Court Opinion

ID: 4000604
Source: CourtListenerOpinion
Date Created: 2016-07-06 10:57:29.425518+00
Date Added: 2024-06-11T13:44:48.659734
License: Public Domain

The questions of negligence and contributory negligence were doubtless questions to be decided by the trier of the facts and it cannot be said that the evidence preponderates against the findings of the trial court. *Page 462 
But the award of damages to the surviving daughter and the divorced wife in the sum of $7,000.00, is entirely unwarranted by the law and facts here involved. Not only was the daughter almost at the age of majority, but under §§ 183 and 183-1, Rem. Comp. Stat., and the decision of this court in Grant v. Libby, McNeill Libby, 145 Wash. 31, 258 P. 842, she was in no sense a dependent.
The life expectancy of Mrs. Piland, noticed in the prevailing opinion, should have little effect in this case. The alimony agreement and award by the court in her divorce action of about fifty dollars per month, is payable during her life and "to cease in the event of her remarriage." She is now about forty years old and still of marriageable age. If she remarries within a year or two, as is quite possible, another man, unjustly, "will reap where he did not sow."

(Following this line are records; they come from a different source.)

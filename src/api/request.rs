//! Request types for the attendance engine API.
//!
//! This module defines the JSON request structures for the `/calculate`
//! and `/records` endpoints.

use chrono::NaiveDate;
use serde::{Deserialize, Serialize};

use crate::models::{RecordStatus, UserRecord};

/// Request body for the `/calculate` endpoint.
///
/// Contains the inclusive date range and the user records to apply. An
/// `end_date` before `start_date` produces an empty timeline, not an error.
#[derive(Debug, Clone, Serialize, Deserialize)]
pub struct CalculateRequest {
    /// The start of the range (inclusive).
    pub start_date: NaiveDate,
    /// The end of the range (inclusive).
    pub end_date: NaiveDate,
    /// User-entered overrides; need not be sorted or deduplicated.
    #[serde(default)]
    pub records: Vec<UserRecordRequest>,
}

/// A user record in a calculation request.
#[derive(Debug, Clone, Serialize, Deserialize)]
pub struct UserRecordRequest {
    /// The calendar day the override applies to.
    pub date: NaiveDate,
    /// The user-entered status.
    pub status: RecordStatus,
}

impl From<UserRecordRequest> for UserRecord {
    fn from(req: UserRecordRequest) -> Self {
        UserRecord {
            date: req.date,
            status: req.status,
        }
    }
}

/// Request body for `POST /records`.
///
/// A `null` status deletes the record for the date; any other status
/// upserts it (last write wins per date).
#[derive(Debug, Clone, Serialize, Deserialize)]
pub struct SaveRecordRequest {
    /// The calendar day the mutation applies to.
    pub date: NaiveDate,
    /// The status to store, or `null` to delete.
    pub status: Option<RecordStatus>,
}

We try such a case as this de novo on the record.
The allowance for damages to the daughter, whatever it was, is wholly unfounded. The award to the divorced wife upon this record should not be sustained. Any award to her covering a period of more than five years, or $3,000.00, is grossly excessive, and is tantamount to illegal extortion from appellants. My view is that the judgment should be so modified.